2) Manufacture of enteric granules

Vitamin D, vitamin E, vitamin C, silymarin and biphenyldimethyldicarboxylate were mixed with lactose and microcrystalline cellulose and sieved through a No. 35 sieve and mixed with a V-type mixer (Erweka, Germany) as shown in Table 3 below. The above mixture was put into a fluidized bed granulator (GPCG 1: Glatt), and hydroxypropylmethylcellulose was separately dissolved in a 1: 1 mixture of water and ethanol to form granules, followed by drying. An enteric coating solution prepared by dissolving Eudragit L100-55 and triethyl citrate in a 1: 1 mixture of ethanol and acetone was sprayed onto the granules to coat the granules, thereby preparing enteric granules. The enteric granule composition was placed in a V-type mixer, and sodium starch glycolate and silicon dioxide were mixed with the mixture, followed by addition of magnesium stearate and final mixing with a V-type mixer.

3) Double layer tableting

In this process, the tablet was tableted using a multi-layer tablet press (Piccola, UK). Namely, the enteric granule composition was placed in a first powder feeder, and the quick-release granule composition was placed in a second powder feeder to be tableted at a rate of 1,160 mg per tablet in order to minimize the intermixing between the layers, followed by a high-coater (Sejong, Korea) To form a film coating layer, thereby preparing a two-layer tablet having a weight of 1,200 mg per tablet.

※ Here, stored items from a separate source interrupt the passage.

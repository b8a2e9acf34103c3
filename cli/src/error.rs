use base_moon::{ActionKind, ConfigError, LedgerError, PersistenceError};
use thiserror::Error;

pub type Result<T> = std::result::Result<T, CliError>;

#[derive(Debug, Error)]
pub enum CliError {
    #[error("{0}")]
    Message(String),

    #[error("{kind} deployment failed: {reason}")]
    ActionFailed { kind: ActionKind, reason: String },

    #[error(transparent)]
    Ledger(#[from] LedgerError),

    #[error("config error: {0}")]
    Config(#[from] ConfigError),

    #[error("points store error: {0}")]
    Store(#[from] PersistenceError),

    #[error("I/O error: {0}")]
    Io(#[from] std::io::Error),
}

Example 11: Preparation of a two-layer tablet

1) Preparation of quick-release granules

As shown in Table 3, vitamin B12, vitamin B6, vitamin B9, and hydrogenated choline powder were mixed with lactose, sieved through a No. 35 sieve, and mixed in a high-speed mixer (Diosna, Germany). Separately, hydroxypropylcellulose was dissolved in water to prepare a binding solution, which was then combined with the mixture in the high-speed mixer. After completion of the association, the granules were granulated using a 25-point tumbler and dried at 60 ° C using a dryer (Jayutec, Korea). After completion of the drying, the granules were formulated with a No. 25 sieve to produce quick-release granules. The quick-release granules were placed in a V-type mixer (Erweka, Germany), mixed with sodium starch glycolate and silicon dioxide, and then mixed with magnesium stearate and finally mixed with a V-type mixer.

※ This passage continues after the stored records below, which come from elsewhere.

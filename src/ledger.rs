// This Source Code Form is subject to the terms of the Mozilla Public
// License, v. 2.0. If a copy of the MPL was not distributed with this
// file, You can obtain one at http://mozilla.org/MPL/2.0/.

//! Per-wallet points balance with a one-action-at-a-time guard.
//!
//! The ledger is meant to be driven from a single task. An action goes
//! through [`PointsLedger::begin_action`], is handed to an
//! [`ActionExecutor`], and is settled with [`PointsLedger::complete_action`].
//! Only a successful outcome awards points, and only once per handle.

use std::collections::HashMap;

use crate::{
    action::{ActionKind, ActionRequest},
    config::{LedgerConfig, DEFAULT_AWARD},
    error::LedgerError,
    executor::{ActionExecutor, Outcome},
    identity::{Identity, IdentityProvider},
    store::{storage_key, Persistence},
};

/// Ticket for a pending action, returned by
/// [`PointsLedger::begin_action`].
#[derive(Debug, Clone, PartialEq, Eq)]
pub struct ActionHandle {
    id: u64,
    identity: Identity,
    kind: ActionKind,
}

impl ActionHandle {
    /// Sequence number of the action.
    #[must_use]
    pub fn id(&self) -> u64 {
        self.id
    }

    /// Wallet the action was started for.
    #[must_use]
    pub fn identity(&self) -> &Identity {
        &self.identity
    }

    /// Kind of the action.
    #[must_use]
    pub fn kind(&self) -> ActionKind {
        self.kind
    }
}

/// Summary of an action run through [`PointsLedger::run_action`].
#[derive(Debug, Clone, PartialEq, Eq)]
pub struct ActionReport {
    /// Kind of the action.
    pub kind: ActionKind,
    /// What the executor reported.
    pub outcome: Outcome,
    /// Points awarded, zero on failure.
    pub awarded: u64,
    /// Balance after the action.
    pub balance: u64,
}

/// Points balances keyed by wallet.
#[derive(Debug)]
pub struct PointsLedger<P, S> {
    provider: P,
    store: S,
    config: LedgerConfig,
    balances: HashMap<Identity, u64>,
    pending: HashMap<Identity, ActionHandle>,
    next_id: u64,
}

impl<P: IdentityProvider, S: Persistence> PointsLedger<P, S> {
    /// A ledger with the default configuration.
    #[must_use]
    pub fn new(provider: P, store: S) -> Self {
        Self::with_config(provider, store, LedgerConfig::default())
    }

    /// A ledger with `config`.
    #[must_use]
    pub fn with_config(provider: P, store: S, config: LedgerConfig) -> Self {
        Self {
            provider,
            store,
            config,
            balances: HashMap::new(),
            pending: HashMap::new(),
            next_id: 0,
        }
    }

    /// The identity provider.
    #[must_use]
    pub fn provider(&self) -> &P {
        &self.provider
    }

    /// Mutable access to the identity provider, e.g. to switch wallets.
    #[must_use]
    pub fn provider_mut(&mut self) -> &mut P {
        &mut self.provider
    }

    /// The backing store.
    #[must_use]
    pub fn store(&self) -> &S {
        &self.store
    }

    /// The configuration in use.
    #[must_use]
    pub fn config(&self) -> &LedgerConfig {
        &self.config
    }

    /// The connected wallet, if any.
    #[must_use]
    pub fn active_identity(&self) -> Option<Identity> {
        self.provider.current_identity()
    }

    /// Reads the persisted balance of `identity`.
    ///
    /// Missing and unreadable records count as zero.
    #[must_use]
    pub fn load_balance(&self, identity: &Identity) -> u64 {
        let key = self.key(identity);
        let Some(raw) = self.store.get(&key) else {
            return 0;
        };

        raw.trim().parse().unwrap_or_else(|_| {
            tracing::warn!(%key, value = %raw, "ignoring corrupt balance record");
            0
        })
    }

    /// Balance of `identity` as known to this process.
    ///
    /// Includes awards whose write to storage failed, and awards other
    /// processes persisted since. Balances only grow, so the larger of the
    /// in-memory and persisted value wins.
    #[must_use]
    pub fn balance(&self, identity: &Identity) -> u64 {
        let persisted = self.load_balance(identity);
        self.balances
            .get(identity)
            .map_or(persisted, |&cached| cached.max(persisted))
    }

    /// Adds `amount` points to `identity` and persists the new balance.
    ///
    /// Returns the new balance.
    ///
    /// # Errors
    ///
    /// - [`LedgerError::InvalidAmount`] when `amount` is zero.
    /// - [`LedgerError::BalanceOverflow`] when the sum does not fit.
    /// - [`LedgerError::Persistence`] when the write fails. The in-memory
    ///   balance keeps the award; call [`flush`](Self::flush) to retry.
    pub fn award_points(&mut self, identity: &Identity, amount: u64) -> Result<u64, LedgerError> {
        if amount == 0 {
            return Err(LedgerError::InvalidAmount);
        }

        let balance = self
            .balance(identity)
            .checked_add(amount)
            .ok_or_else(|| LedgerError::BalanceOverflow(identity.clone()))?;

        self.balances.insert(identity.clone(), balance);
        tracing::info!(%identity, amount, balance, "points awarded");

        self.persist(identity, balance)?;
        Ok(balance)
    }

    /// Writes the in-memory balance of `identity` to storage again.
    ///
    /// # Errors
    ///
    /// Returns [`LedgerError::Persistence`] when the write fails.
    pub fn flush(&mut self, identity: &Identity) -> Result<u64, LedgerError> {
        let balance = self.balance(identity);
        self.persist(identity, balance)?;
        Ok(balance)
    }

    /// The pending action of `identity`, if any.
    #[must_use]
    pub fn pending(&self, identity: &Identity) -> Option<&ActionHandle> {
        self.pending.get(identity)
    }

    /// Marks `request` as pending for the connected wallet.
    ///
    /// # Errors
    ///
    /// In order of precedence:
    /// - [`LedgerError::NoIdentity`] when no wallet is connected.
    /// - [`LedgerError::WrongNetwork`] when the wallet is on another network
    ///   than the configured one.
    /// - [`LedgerError::Validation`] when a required field is blank or
    ///   malformed.
    /// - [`LedgerError::ActionInProgress`] when the wallet already has a
    ///   pending action.
    ///
    /// Failures leave balances and pending actions untouched.
    pub fn begin_action(&mut self, request: &ActionRequest) -> Result<ActionHandle, LedgerError> {
        let identity = self
            .provider
            .current_identity()
            .ok_or(LedgerError::NoIdentity)?;

        if let Some(expected) = self.config.required_network() {
            let actual = self.provider.current_network();
            if actual != Some(expected) {
                return Err(LedgerError::WrongNetwork { expected, actual });
            }
        }

        request.validate()?;

        if let Some(pending) = self.pending.get(&identity) {
            return Err(LedgerError::ActionInProgress {
                identity,
                kind: pending.kind,
            });
        }

        self.next_id += 1;
        let handle = ActionHandle {
            id: self.next_id,
            identity: identity.clone(),
            kind: request.kind(),
        };
        self.pending.insert(identity, handle.clone());

        tracing::debug!(
            id = handle.id,
            identity = %handle.identity,
            kind = %handle.kind,
            "action started"
        );
        Ok(handle)
    }

    /// Settles the pending action behind `handle`.
    ///
    /// Returns the points awarded: [`DEFAULT_AWARD`] on success, zero on
    /// failure. Points go to the wallet the action was started for.
    ///
    /// # Errors
    ///
    /// - [`LedgerError::StaleHandle`] when `handle` is not the pending
    ///   action of its wallet. Nothing changes.
    /// - [`LedgerError::Persistence`] when the award could not be written.
    ///   The action is settled and the in-memory balance keeps the award.
    pub fn complete_action(
        &mut self,
        handle: &ActionHandle,
        outcome: &Outcome,
    ) -> Result<u64, LedgerError> {
        if self.pending.get(&handle.identity) != Some(handle) {
            return Err(LedgerError::StaleHandle(handle.id));
        }
        self.pending.remove(&handle.identity);

        match outcome {
            Outcome::Success => {
                self.award_points(&handle.identity, DEFAULT_AWARD)?;
                Ok(DEFAULT_AWARD)
            }
            Outcome::Failure(reason) => {
                tracing::warn!(
                    id = handle.id,
                    identity = %handle.identity,
                    kind = %handle.kind,
                    %reason,
                    "action failed"
                );
                Ok(0)
            }
        }
    }

    /// Runs `request` through `executor` between
    /// [`begin_action`](Self::begin_action) and
    /// [`complete_action`](Self::complete_action).
    ///
    /// # Errors
    ///
    /// Any error of the two calls above. An executor failure is not an
    /// error; it is reported in the returned [`ActionReport`].
    pub async fn run_action<E>(
        &mut self,
        executor: &E,
        request: &ActionRequest,
    ) -> Result<ActionReport, LedgerError>
    where
        E: ActionExecutor + ?Sized,
    {
        let handle = self.begin_action(request)?;
        let outcome = executor.execute(request).await;
        let awarded = self.complete_action(&handle, &outcome)?;

        Ok(ActionReport {
            kind: handle.kind,
            outcome,
            awarded,
            balance: self.balance(&handle.identity),
        })
    }

    fn key(&self, identity: &Identity) -> String {
        storage_key(&self.config.storage_prefix, identity)
    }

    fn persist(&mut self, identity: &Identity, balance: u64) -> Result<(), LedgerError> {
        let key = self.key(identity);
        self.store
            .set(&key, &balance.to_string())
            .map_err(|err| {
                tracing::warn!(%key, balance, error = %err, "balance not persisted");
                LedgerError::from(err)
            })
    }
}

#[cfg(test)]
mod tests {
    use super::*;
    use crate::{identity::NetworkId, store::MemoryStore, WalletSession};

    fn wallet(address: &str) -> Identity {
        address.parse().expect("valid address")
    }

    fn ledger_for(address: &str) -> PointsLedger<WalletSession, MemoryStore> {
        let session = WalletSession::connected(wallet(address), NetworkId::BASE_MAINNET);
        PointsLedger::new(session, MemoryStore::new())
    }

    #[test]
    fn corrupt_record_reads_as_zero() {
        let mut store = MemoryStore::new();
        store.set("base_moon_points_0xabc", "lots").expect("write");
        let ledger = PointsLedger::new(WalletSession::default(), store);

        assert_eq!(ledger.load_balance(&wallet("0xabc")), 0);
    }

    #[test]
    fn zero_award_is_rejected() {
        let mut ledger = ledger_for("0xabc");
        let err = ledger
            .award_points(&wallet("0xabc"), 0)
            .expect_err("zero award");
        assert!(matches!(err, LedgerError::InvalidAmount));
        assert!(ledger.store().is_empty());
    }

    #[test]
    fn overflow_leaves_balance_unchanged() {
        let mut ledger = ledger_for("0xabc");
        let identity = wallet("0xabc");
        ledger.award_points(&identity, u64::MAX).expect("first award");

        let err = ledger.award_points(&identity, 1).expect_err("overflow");
        assert!(matches!(err, LedgerError::BalanceOverflow(_)));
        assert_eq!(ledger.balance(&identity), u64::MAX);
    }

    #[test]
    fn wrong_network_is_rejected_after_identity() {
        let session = WalletSession::connected(wallet("0xabc"), NetworkId(1));
        let mut ledger = PointsLedger::new(session, MemoryStore::new());

        let err = ledger
            .begin_action(&ActionRequest::StorageDeploy)
            .expect_err("wrong network");
        assert!(matches!(
            err,
            LedgerError::WrongNetwork {
                expected: NetworkId::BASE_MAINNET,
                actual: Some(NetworkId(1)),
            }
        ));
        assert!(ledger.pending(&wallet("0xabc")).is_none());
    }

    #[test]
    fn network_check_can_be_disabled() {
        let session = WalletSession::connected(wallet("0xabc"), NetworkId(1));
        let config = LedgerConfig {
            enforce_network: false,
            ..LedgerConfig::default()
        };
        let mut ledger = PointsLedger::with_config(session, MemoryStore::new(), config);

        assert!(ledger.begin_action(&ActionRequest::StorageDeploy).is_ok());
    }

    #[test]
    fn failure_outcome_awards_nothing() {
        let mut ledger = ledger_for("0xabc");
        let handle = ledger
            .begin_action(&ActionRequest::StorageDeploy)
            .expect("begin");

        let awarded = ledger
            .complete_action(&handle, &Outcome::Failure("reverted".to_string()))
            .expect("complete");
        assert_eq!(awarded, 0);
        assert_eq!(ledger.balance(&wallet("0xabc")), 0);
        assert!(ledger.pending(&wallet("0xabc")).is_none());
    }

    #[test]
    fn award_goes_to_wallet_that_started_the_action() {
        let mut ledger = ledger_for("0xaaa");
        let handle = ledger
            .begin_action(&ActionRequest::StorageDeploy)
            .expect("begin");

        ledger
            .provider_mut()
            .connect(wallet("0xbbb"), NetworkId::BASE_MAINNET);
        ledger
            .complete_action(&handle, &Outcome::Success)
            .expect("complete");

        assert_eq!(ledger.balance(&wallet("0xaaa")), 100);
        assert_eq!(ledger.balance(&wallet("0xbbb")), 0);
    }

    #[test]
    fn wallets_have_independent_pending_actions() {
        let mut ledger = ledger_for("0xaaa");
        ledger
            .begin_action(&ActionRequest::StorageDeploy)
            .expect("begin for first wallet");

        ledger
            .provider_mut()
            .connect(wallet("0xbbb"), NetworkId::BASE_MAINNET);
        assert!(ledger.begin_action(&ActionRequest::StorageDeploy).is_ok());
    }

    #[test]
    fn awards_fixed_amount_under_configured_prefix() {
        let session = WalletSession::connected(wallet("0xabc"), NetworkId::BASE_MAINNET);
        let config = LedgerConfig {
            storage_prefix: "moon".to_string(),
            ..LedgerConfig::default()
        };
        let mut ledger = PointsLedger::with_config(session, MemoryStore::new(), config);

        let handle = ledger
            .begin_action(&ActionRequest::StorageDeploy)
            .expect("begin");
        let awarded = ledger
            .complete_action(&handle, &Outcome::Success)
            .expect("complete");

        assert_eq!(awarded, DEFAULT_AWARD);
        assert_eq!(ledger.store().get("moon_0xabc").as_deref(), Some("100"));
    }
}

2) Manufacture of enteric granules

Vitamin D, vitamin E, vitamin C, silymarin and biphenyldimethyldicarboxylate were mixed with lactose and microcrystalline cellulose and sieved through a No. 35 sieve and mixed with a V-type mixer (Erweka, Germany) as shown in Table 3 below. The above mixture was put into a fluidized bed granulator (Glatt, Germany) and hydroxypropylmethylcellulose was separately dissolved in a 1: 1 mixture of water and ethanol to form granules, followed by drying. Thereafter, an enteric coating solution prepared by dissolving Eudragit L30D and triethyl citrate in purified water was sprayed onto the granules to coat the granules to produce enteric granules. The enteric granules were put into a V-type mixer, and then sodium starch glycolate and silicon dioxide were mixed with the mixture, followed by magnesium stearate, followed by final mixing with a V-type mixer.

3) Double layer tableting

In this process, the tablet was tableted using a multi-layer tablet press (Piccola, UK). Namely, the enteric granule composition was placed in a first powder feeder, and the quick-release granule composition was placed in a second powder feeder to be tableted at a rate of 1,160 mg per tablet in order to minimize the intermixing between the layers, followed by a high-coater (Sejong, Korea) To form a film coating layer, thereby preparing a two-layer tablet having a weight of 1,200 mg per tablet.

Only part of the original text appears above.